Additionally, the 4 GQ band schema has specific improvements compared with the 7-band schema:
- It does not drop GQ0s; reblocked GVCFs should cover all the positions that the input GVCF covers.
- It has no overlaps; the only overlapping positions should be two variants (i.e. deletions) on separate haplotypes.
- No more no-calls; all genotypes should be called. Positions with no data will be homRef with GQ0.
Read more about the reblocked GVCFs in the WARP Blog.
Base quality scores
The final CRAM files have base quality scores binned according to the Functional Equivalence specification (Regier et al., 2018).
Original Score | Score after BQSR recalibration |
---|---|
1-6 | unchanged |
7-12 | 10 |
13-22 | 20 |
22-infinity | 30 |
Important Notes
- Runtime parameters are optimized for Broad's Google Cloud Platform implementation.
- For help running workflows on the Google Cloud Platform or locally please view the following tutorial (How to) Execute Workflows from the gatk-workflows Git Organization.
- Please visit the GATK Technical Documentation site for further documentation on our workflows and tools.
- You can access relevant reference and resource bundles in the GATK Resource Bundle.
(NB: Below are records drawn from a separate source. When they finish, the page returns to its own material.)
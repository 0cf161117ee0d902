use std::pin::Pin;

use bytes::Bytes;
use futures::Stream;
use serde::ser::SerializeMap as _;

use crate::errors::TransportError;

/// Response body as delivered by a transport: byte chunks in arrival order.
pub type ByteStream = Pin<Box<dyn Stream<Item = Result<Bytes, TransportError>> + Send>>;

/// Canonical events emitted by the pipeline to a renderer.
#[derive(Clone, Debug, PartialEq, Eq)]
pub enum StreamEvent {
    /// Incremental text to append. Empty text is a valid no-op emission.
    Content { text: String },
    /// The backend signalled completion of the turn.
    Done,
    /// The backend is idle/queuing (keep-alive); surfaced at most once per
    /// keep-alive period.
    WaitQueuing,
}

impl StreamEvent {
    /// Creates a content event.
    pub fn content(text: impl Into<String>) -> Self {
        Self::Content { text: text.into() }
    }

    /// Returns the text carried by a `Content` event.
    pub fn text(&self) -> Option<&str> {
        match self {
            Self::Content { text } => Some(text),
            Self::Done | Self::WaitQueuing => None,
        }
    }

    /// True for `Done`.
    pub fn is_done(&self) -> bool {
        matches!(self, Self::Done)
    }

    /// True for a `Content` event with empty text.
    pub fn is_noop(&self) -> bool {
        matches!(self, Self::Content { text } if text.is_empty())
    }
}

/// Wire shape consumed by UI collaborators:
/// `{"content": "..."}`, `{"done": true}` or `{"isWaitQueuing": true}`.
impl serde::Serialize for StreamEvent {
    fn serialize<S: serde::Serializer>(&self, serializer: S) -> Result<S::Ok, S::Error> {
        let mut map = serializer.serialize_map(Some(1))?;
        match self {
            Self::Content { text } => map.serialize_entry("content", text)?,
            Self::Done => map.serialize_entry("done", &true)?,
            Self::WaitQueuing => map.serialize_entry("isWaitQueuing", &true)?,
        }
        map.end()
    }
}

#[cfg(test)]
mod tests {
    use super::*;

    #[test]
    fn serializes_to_renderer_wire_shape() {
        let content = serde_json::to_string(&StreamEvent::content("hi")).expect("json");
        assert_eq!(content, r#"{"content":"hi"}"#);
        let done = serde_json::to_string(&StreamEvent::Done).expect("json");
        assert_eq!(done, r#"{"done":true}"#);
        let wait = serde_json::to_string(&StreamEvent::WaitQueuing).expect("json");
        assert_eq!(wait, r#"{"isWaitQueuing":true}"#);
    }

    #[test]
    fn empty_content_is_a_noop() {
        assert!(StreamEvent::content("").is_noop());
        assert!(!StreamEvent::content(" ").is_noop());
        assert!(!StreamEvent::Done.is_noop());
    }
}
Citing the Exome Germline Single Sample Pipeline
If you use the Exome Germline Single Sample Pipeline in your research, please consider citing our preprint:
Degatano, K.; Awdeh, A.; Dingman, W.; Grant, G.; Khajouei, F.; Kiernan, E.; Konwar, K.; Mathews, K.; Palis, K.; Petrillo, N.; Van der Auwera, G.; Wang, C.; Way, J.; Pipelines, W. WDL Analysis Research Pipelines: Cloud-Optimized Workflows for Biological Data Processing and Reproducible Analysis. Preprints 2024, 2024012131. https://doi.org/10.20944/preprints202401.2131.v1
Contact Us
This material is provided by the Data Science Platform group at the Broad Institute. Please direct any questions or concerns to one of our forum sites : GATK or Terra.
Licensing
Copyright Broad Institute, 2023 | BSD-3
The workflow script is released under the WDL open source code license (BSD-3) (full license text at https://github.com/broadinstitute/warp/blob/master/LICENSE). However, please note that the programs it calls may be subject to different licenses. Users are responsible for checking that they are authorized to run all programs before running this script.